Doi : 10.1016/j.urology.2017.11.052 
Joshua D. Roth a, Jessica T. Casey a, Benjamin M. Whittam a, Konrad M. Szymanski a, Martin Kaefer a, Richard C. Rink a, Frank P. Schubert b, Mark P. Cain a, Rosalia Misseri a, *
a Riley Hospital for Children, Indiana University School of Medicine, Indianapolis, IN 
b Indiana University School of Medicine, Indianapolis, IN 

*Address correspondence to: Rosalia Misseri, M.D., Riley Hospital for Children, 705 Riley Hospital Drive, Suite 4230, Indianapolis, IN 46202.Riley Hospital for Children705 Riley Hospital Drive, Suite 4230IndianapolisIN46202

Abstract

Objective

To determine the outcomes of pregnancy and cesarean delivery (CD) in women with neuropathic bladder (NB) and pediatric lower urinary tract reconstruction (LUTR) as these women often have normal fertility and may become pregnant.

Methods

We reviewed consecutive patients with NB due to spinal dysraphism who underwent LUTR, became pregnant, and had a CD at our institution from July 2001 to June 2016. We collected data on demographics, hydronephrosis, symptomatic urinary tract infection, continence, and catheterization during pregnancy.

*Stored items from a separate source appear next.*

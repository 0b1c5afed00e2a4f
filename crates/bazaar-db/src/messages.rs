use rusqlite::{Connection, OptionalExtension, Row, params};
use tracing::debug;
use uuid::Uuid;

use bazaar_types::models::MessageKind;

use crate::error::{StoreError, StoreResult};
use crate::models::{MessageRow, tag_col, uuid_col};
use crate::{Database, now_ms, require_id};

/// Upper bound on one page of messages.
pub const MAX_FETCH_LIMIT: u32 = 200;
pub const MAX_TEXT_CHARS: usize = 4000;
const PREVIEW_CHARS: usize = 80;

const MESSAGE_COLUMNS: &str = "id, room_id, sender_id, kind, body, file_ref, seq, created_at";

/// Validated content of a message about to be appended.
#[derive(Debug, Clone, PartialEq, Eq)]
pub struct MessageBody {
    kind: MessageKind,
    text: Option<String>,
    file_ref: Option<String>,
}

impl MessageBody {
    pub fn text(text: impl Into<String>) -> Result<Self, StoreError> {
        let text = text.into();
        if text.trim().is_empty() {
            return Err(StoreError::validation("text must not be empty"));
        }
        check_length(&text)?;
        Ok(Self {
            kind: MessageKind::Text,
            text: Some(text),
            file_ref: None,
        })
    }

    /// A file reference with an optional caption.
    pub fn file(file_ref: impl Into<String>, caption: Option<String>) -> Result<Self, StoreError> {
        let file_ref = file_ref.into();
        if file_ref.trim().is_empty() {
            return Err(StoreError::validation("file_ref must not be empty"));
        }
        let caption = caption.filter(|c| !c.trim().is_empty());
        if let Some(caption) = &caption {
            check_length(caption)?;
        }
        Ok(Self {
            kind: MessageKind::File,
            text: caption,
            file_ref: Some(file_ref),
        })
    }

    /// Server-originated notice. Never constructed from client input.
    pub(crate) fn system(text: &str) -> Self {
        Self {
            kind: MessageKind::System,
            text: Some(text.to_string()),
            file_ref: None,
        }
    }

    /// Build a body from the fields a client posted.
    pub fn from_client(
        kind: MessageKind,
        text: Option<String>,
        file_ref: Option<String>,
    ) -> Result<Self, StoreError> {
        match kind {
            MessageKind::Text => {
                if file_ref.is_some() {
                    return Err(StoreError::validation("text messages cannot carry file_ref"));
                }
                Self::text(text.unwrap_or_default())
            }
            MessageKind::File => Self::file(file_ref.unwrap_or_default(), text),
            MessageKind::System => Err(StoreError::validation("system messages are server-only")),
        }
    }

    pub fn kind(&self) -> MessageKind {
        self.kind
    }

    /// Short text for room list views.
    fn preview(&self) -> String {
        match (&self.text, self.kind) {
            (Some(text), _) => text.chars().take(PREVIEW_CHARS).collect(),
            (None, MessageKind::File) => "[file]".to_string(),
            (None, _) => String::new(),
        }
    }
}

fn check_length(text: &str) -> Result<(), StoreError> {
    if text.chars().count() > MAX_TEXT_CHARS {
        return Err(StoreError::validation(format!(
            "text exceeds {} characters",
            MAX_TEXT_CHARS
        )));
    }
    Ok(())
}

impl Database {
    /// Persist a message and bump the room's last-activity fields atomically.
    /// Existence and membership are the caller's job; the returned row carries
    /// the assigned sequence and timestamp.
    pub fn append_message(&self, room_id: Uuid, sender_id: &str, body: &MessageBody) -> StoreResult<MessageRow> {
        let sender_id = require_id(sender_id, "sender id")?;
        self.with_tx(|tx| append_in(tx, room_id, sender_id, body))
    }

    /// Page through a room by sequence.
    ///
    /// `since_seq <= 0` returns the newest `limit` messages in chronological
    /// order (initial load). A positive `since_seq` returns up to `limit`
    /// messages strictly after it, ascending (catch-up after reconnect).
    pub fn fetch_since(&self, room_id: Uuid, since_seq: i64, limit: u32) -> StoreResult<Vec<MessageRow>> {
        let limit = limit.clamp(1, MAX_FETCH_LIMIT);
        let room = room_id.to_string();

        self.with_conn(|conn| {
            if since_seq <= 0 {
                let sql = format!(
                    "SELECT {MESSAGE_COLUMNS} FROM messages
                     WHERE room_id = ?1
                     ORDER BY COALESCE(seq, created_at) DESC
                     LIMIT ?2"
                );
                let mut stmt = conn.prepare(&sql)?;
                let mut rows = stmt
                    .query_map(params![room, limit], map_message)?
                    .collect::<std::result::Result<Vec<_>, _>>()?;
                rows.reverse();
                Ok(rows)
            } else {
                let sql = format!(
                    "SELECT {MESSAGE_COLUMNS} FROM messages
                     WHERE room_id = ?1 AND COALESCE(seq, created_at) > ?2
                     ORDER BY COALESCE(seq, created_at) ASC
                     LIMIT ?3"
                );
                let mut stmt = conn.prepare(&sql)?;
                let rows = stmt
                    .query_map(params![room, since_seq, limit], map_message)?
                    .collect::<std::result::Result<Vec<_>, _>>()?;
                Ok(rows)
            }
        })
    }
}

/// Append inside an open transaction. The per-room counter is bumped first so
/// two appends can never observe the same sequence. Rooms holding imported
/// rows without a sequence continue above their timestamp-derived order, so a
/// new message never sorts before older history.
pub(crate) fn append_in(
    conn: &Connection,
    room_id: Uuid,
    sender_id: &str,
    body: &MessageBody,
) -> StoreResult<MessageRow> {
    let room = room_id.to_string();
    let seq: i64 = conn
        .query_row(
            "UPDATE rooms
             SET last_seq = MAX(
                     last_seq,
                     COALESCE((SELECT MAX(COALESCE(seq, created_at)) FROM messages WHERE room_id = ?1), 0)
                 ) + 1
             WHERE id = ?1
             RETURNING last_seq",
            [&room],
            |row| row.get(0),
        )
        .optional()?
        .ok_or(StoreError::NotFound("room"))?;

    let id = Uuid::new_v4();
    let created_at = now_ms();

    conn.execute(
        "INSERT INTO messages (id, room_id, sender_id, kind, body, file_ref, seq, created_at)
         VALUES (?1, ?2, ?3, ?4, ?5, ?6, ?7, ?8)",
        params![
            id.to_string(),
            room,
            sender_id,
            body.kind.as_str(),
            body.text,
            body.file_ref,
            seq,
            created_at
        ],
    )?;

    conn.execute(
        "UPDATE rooms
         SET last_message_id = ?2, last_message_at = ?3, last_sender_id = ?4, last_preview = ?5
         WHERE id = ?1",
        params![room, id.to_string(), created_at, sender_id, body.preview()],
    )?;

    debug!("Appended {} message {} to room {} (seq {})", body.kind, id, room_id, seq);

    Ok(MessageRow {
        id,
        room_id,
        sender_id: sender_id.to_string(),
        kind: body.kind,
        body: body.text.clone(),
        file_ref: body.file_ref.clone(),
        seq: Some(seq),
        created_at,
    })
}

pub(crate) fn message_in_room(conn: &Connection, room_id: Uuid, message_id: Uuid) -> StoreResult<Option<MessageRow>> {
    let sql = format!("SELECT {MESSAGE_COLUMNS} FROM messages WHERE id = ?1 AND room_id = ?2");
    let row = conn
        .query_row(&sql, params![message_id.to_string(), room_id.to_string()], map_message)
        .optional()?;
    Ok(row)
}

pub(crate) fn latest_in_room(conn: &Connection, room_id: Uuid) -> StoreResult<Option<MessageRow>> {
    let sql = format!(
        "SELECT {MESSAGE_COLUMNS} FROM messages WHERE room_id = ?1
         ORDER BY COALESCE(seq, created_at) DESC LIMIT 1"
    );
    let row = conn
        .query_row(&sql, [room_id.to_string()], map_message)
        .optional()?;
    Ok(row)
}

fn map_message(row: &Row<'_>) -> rusqlite::Result<MessageRow> {
    Ok(MessageRow {
        id: uuid_col(row, 0)?,
        room_id: uuid_col(row, 1)?,
        sender_id: row.get(2)?,
        kind: tag_col(row, 3)?,
        body: row.get(4)?,
        file_ref: row.get(5)?,
        seq: row.get(6)?,
        created_at: row.get(7)?,
    })
}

CD data included gestational age, abdominal or uterine incisions, and complications.

Results

We identified 18 pregnancies in 11 women. Fifteen live newborns were delivered via CD (53.3% term births). Thirteen of 15 patients (86.7%) developed new (10) or worsening (3) hydronephrosis. Six of 13 patients (46.2%) underwent nephrostomy tube placement. Eight of 15 patients (53.3%) developed difficulty catheterizing (66.7% via native urethra, 44.4% via catheterizable channel); 50.0% of patients required an indwelling catheter. Five of 15 patients (33.3%) developed urinary incontinence during pregnancy. Ten of 15 patients (66.7%) had a urinary tract infection (30.0% febrile). A urologist was present for all CDs: 5 were scheduled, 10 occurred emergently. Complications occurred in 40.0% (5 cystotomies, 1 bowel deserosalization, 1 vaginal laceration). All cystotomies occurred during emergent CD. Three patients (20.0%) developed urinary fistulae after emergent CD.

Conclusions

Women with NB and LUTR have high rates of complications during pregnancy and CD, despite routine involvement of urologists. Women with prolonged labor, previous CD, or those with a history of noncompliance developed the worst complications. Based on our experience, a urologist should always be present and participate in the CD.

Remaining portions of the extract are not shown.